Determination of the coefficient J according to one embodiment of the application is described. FIG. 8A and FIG. 8B show determination of the coefficient J according to one embodiment of the application. In one embodiment of the application, by adjusting threshold voltages of the first transistor Ma and the second transistor Mb, the coefficient J is determined.
As shown in FIG. 8A, when the threshold voltage VTN of the N type transistor (for example, the first transistor Ma) and the threshold voltage VTP of the P type transistor (for example, the second transistor Mb) are the reference threshold voltages VL and −VL, the coefficient J is 1. When the gate voltage VG=VGN, the N type transistor (for example, the first transistor Ma) is conducted while the P type transistor (for example, the second transistor Mb) is turned off. When the gate voltage VG=−VGP, the N type transistor (for example, the first transistor Ma) is turned off while the P type transistor (for example, the second transistor Mb) is conducted.
As shown in FIG. 8B, when the threshold voltage VTN of the N type transistor (for example, the first transistor Ma) and the threshold voltage VTP of the P type transistor (for example, the second transistor Mb) are the reference threshold voltages VH and −VH, the coefficient J is 0 wherein VH>VL. When the gate voltage VG=VGN, both the N type transistor (for example, the first transistor Ma) and the P type transistor (for example, the second transistor Mb) are turned off.
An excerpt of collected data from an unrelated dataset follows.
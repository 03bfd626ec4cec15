//! Error types for the monitoring core
//!
//! Each concern owns its error enum (fetch, persistence, notification,
//! configuration, certificate, backup). `MonitorError` wraps them for callers
//! that only need a single type.

use thiserror::Error;

pub use crate::backup::BackupError;
pub use crate::config::ConfigError;
pub use crate::fetcher::FetchError;
pub use crate::notify::NotificationError;
pub use crate::store::PersistenceError;
pub use crate::tls::CertificateError;

/// Umbrella error for monitoring operations
#[derive(Error, Debug)]
pub enum MonitorError {
    /// Configuration could not be loaded or is invalid
    #[error(transparent)]
    Config(#[from] ConfigError),

    /// Outbound fetch failed
    #[error(transparent)]
    Fetch(#[from] FetchError),

    /// Persisted state could not be read or written
    #[error(transparent)]
    Persistence(#[from] PersistenceError),

    /// Notification channel failed
    #[error(transparent)]
    Notification(#[from] NotificationError),

    /// Certificate probe failed
    #[error(transparent)]
    Certificate(#[from] CertificateError),

    /// Backup or restore failed
    #[error(transparent)]
    Backup(#[from] BackupError),

    /// A cycle was requested while another one is still running
    #[error("A monitoring cycle is already running")]
    CycleInProgress,

    /// Unexpected local fault
    #[error("Internal error: {0}")]
    Internal(String),
}

impl MonitorError {
    /// Create an internal error
    pub fn internal(msg: impl Into<String>) -> Self {
        MonitorError::Internal(msg.into())
    }

    /// Whether the error is an expected, recoverable condition
    ///
    /// Expected conditions are reported as incidents or degraded state and
    /// must never stop a scheduler.
    pub fn is_expected(&self) -> bool {
        matches!(
            self,
            MonitorError::Fetch(_)
                | MonitorError::Persistence(_)
                | MonitorError::Notification(_)
                | MonitorError::Certificate(_)
                | MonitorError::CycleInProgress
        )
    }
}

/// Result type alias for monitoring operations
pub type Result<T> = std::result::Result<T, MonitorError>;

#[cfg(test)]
mod tests {
    use super::*;

    #[test]
    fn test_error_display() {
        let err = MonitorError::internal("lock poisoned");
        assert_eq!(err.to_string(), "Internal error: lock poisoned");

        let err = MonitorError::from(FetchError::Timeout);
        assert_eq!(err.to_string(), "Request timed out");
    }

    #[test]
    fn test_is_expected() {
        assert!(MonitorError::from(FetchError::Timeout).is_expected());
        assert!(MonitorError::CycleInProgress.is_expected());
        assert!(MonitorError::from(NotificationError::NotConfigured).is_expected());
        assert!(!MonitorError::internal("boom").is_expected());
        assert!(!MonitorError::from(ConfigError::invalid("bad")).is_expected());
    }
}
When the gate voltage VG=−VGP, both the N type transistor (for example, the first transistor Ma) and the P type transistor (for example, the second transistor Mb) are turned off.
FIG. 8A and FIG. 8B show when the coefficient J has two levels, which is not to limit the application. In other possible embodiment of the application, by fine tuning the threshold voltages of the N type transistor and/or the P type transistor, the coefficient J has more levels or the coefficient J may be analog.
FIG. 9A shows the programming operations according to one embodiment of the application. FIG. 9B shows the erase operations according to one embodiment of the application.
As shown in FIG. 9A, in programming, a positive voltage (+VG) is applied to the gate voltage, a positive voltage (+VD1) is applied to the first drain voltage, and 0V is applied to the second drain voltage and the output terminal (VD2=Vout=0) to form a Channel hot electron (CHE) effect for changing the threshold voltage VTN of the N type transistor (for example the first transistor Ma) from the reference threshold voltage VL into the reference threshold voltage VH; and thus the N type transistor is programmed. Then, a negative voltage (−VG) is applied to the gate voltage, a negative voltage (−VD2) is applied to the second drain voltage, and 0V is applied to the first drain voltage and the output terminal (VD1=Vout=0) to form a Channel hot hole (CHH) effect; and thus the threshold voltage VTP of the P type transistor (for example the second transistor Mb) is changed from the reference threshold voltage −VL into the reference threshold voltage −VH; and thus the P type transistor is programmed.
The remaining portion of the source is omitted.